**Exercise goal**
From the first line through the line containing "use serde_json::Value;", transcribe the records exactly and include no other lines.

**Saved data entries**
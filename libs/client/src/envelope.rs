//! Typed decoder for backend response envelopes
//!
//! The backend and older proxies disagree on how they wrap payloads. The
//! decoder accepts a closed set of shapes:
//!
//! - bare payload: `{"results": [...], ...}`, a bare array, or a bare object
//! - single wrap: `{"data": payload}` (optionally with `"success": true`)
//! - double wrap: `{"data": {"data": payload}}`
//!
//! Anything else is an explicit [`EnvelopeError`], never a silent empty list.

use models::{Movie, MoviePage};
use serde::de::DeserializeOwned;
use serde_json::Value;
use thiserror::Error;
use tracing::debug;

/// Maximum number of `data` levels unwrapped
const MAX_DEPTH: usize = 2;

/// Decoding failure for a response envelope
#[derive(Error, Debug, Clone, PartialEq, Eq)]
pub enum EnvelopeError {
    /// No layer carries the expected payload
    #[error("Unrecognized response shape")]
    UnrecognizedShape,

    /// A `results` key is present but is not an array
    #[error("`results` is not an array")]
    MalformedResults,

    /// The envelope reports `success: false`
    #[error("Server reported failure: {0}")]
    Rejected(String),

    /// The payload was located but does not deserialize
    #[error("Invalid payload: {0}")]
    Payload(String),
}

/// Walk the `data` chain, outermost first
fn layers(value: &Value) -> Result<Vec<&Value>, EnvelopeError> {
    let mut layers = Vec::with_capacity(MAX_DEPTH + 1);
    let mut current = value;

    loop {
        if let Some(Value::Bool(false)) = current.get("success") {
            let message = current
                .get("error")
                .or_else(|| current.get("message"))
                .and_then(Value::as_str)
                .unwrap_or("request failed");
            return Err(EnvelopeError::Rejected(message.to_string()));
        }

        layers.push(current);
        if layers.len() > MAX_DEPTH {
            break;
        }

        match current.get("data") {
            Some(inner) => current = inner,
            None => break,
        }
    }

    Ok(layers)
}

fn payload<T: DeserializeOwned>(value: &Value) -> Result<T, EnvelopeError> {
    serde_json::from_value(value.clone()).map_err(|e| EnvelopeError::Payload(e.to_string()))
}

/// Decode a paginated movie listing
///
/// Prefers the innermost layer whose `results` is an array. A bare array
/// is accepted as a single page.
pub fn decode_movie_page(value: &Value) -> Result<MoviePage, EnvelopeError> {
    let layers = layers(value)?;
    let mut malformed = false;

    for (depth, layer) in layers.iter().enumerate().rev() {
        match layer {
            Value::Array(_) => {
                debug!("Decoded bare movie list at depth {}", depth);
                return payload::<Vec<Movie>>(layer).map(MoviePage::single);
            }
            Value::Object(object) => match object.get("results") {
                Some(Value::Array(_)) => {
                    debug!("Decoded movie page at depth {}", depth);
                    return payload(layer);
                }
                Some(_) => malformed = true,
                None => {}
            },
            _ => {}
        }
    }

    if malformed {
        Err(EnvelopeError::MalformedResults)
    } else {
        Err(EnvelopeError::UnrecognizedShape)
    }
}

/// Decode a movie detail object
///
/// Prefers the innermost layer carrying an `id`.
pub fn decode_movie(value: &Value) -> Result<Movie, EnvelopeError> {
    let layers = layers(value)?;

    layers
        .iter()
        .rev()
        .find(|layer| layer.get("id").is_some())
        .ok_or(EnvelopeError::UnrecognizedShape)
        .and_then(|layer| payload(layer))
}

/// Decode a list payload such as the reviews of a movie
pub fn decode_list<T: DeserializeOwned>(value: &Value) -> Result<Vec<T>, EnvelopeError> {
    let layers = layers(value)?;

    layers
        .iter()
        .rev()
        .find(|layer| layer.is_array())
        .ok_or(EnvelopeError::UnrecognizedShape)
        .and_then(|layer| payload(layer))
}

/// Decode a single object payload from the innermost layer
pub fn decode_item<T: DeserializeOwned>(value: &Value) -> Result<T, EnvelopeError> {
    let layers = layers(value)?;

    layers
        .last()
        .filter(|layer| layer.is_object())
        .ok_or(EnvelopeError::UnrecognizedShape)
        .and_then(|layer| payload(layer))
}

**Reply**
filename libs/client/src/envelope.rs
//! Typed decoder for backend response envelopes
//!
//! The backend and older proxies disagree on how they wrap payloads. The
//! decoder accepts a closed set of shapes:
//!
//! - bare payload: `{"results": [...], ...}`, a bare array, or a bare object
//! - single wrap: `{"data": payload}` (optionally with `"success": true`)
//! - double wrap: `{"data": {"data": payload}}`
//!
//! Anything else is an explicit [`EnvelopeError`], never a silent empty list.

use models::{Movie, MoviePage};
use serde::de::DeserializeOwned;
use serde_json::Value;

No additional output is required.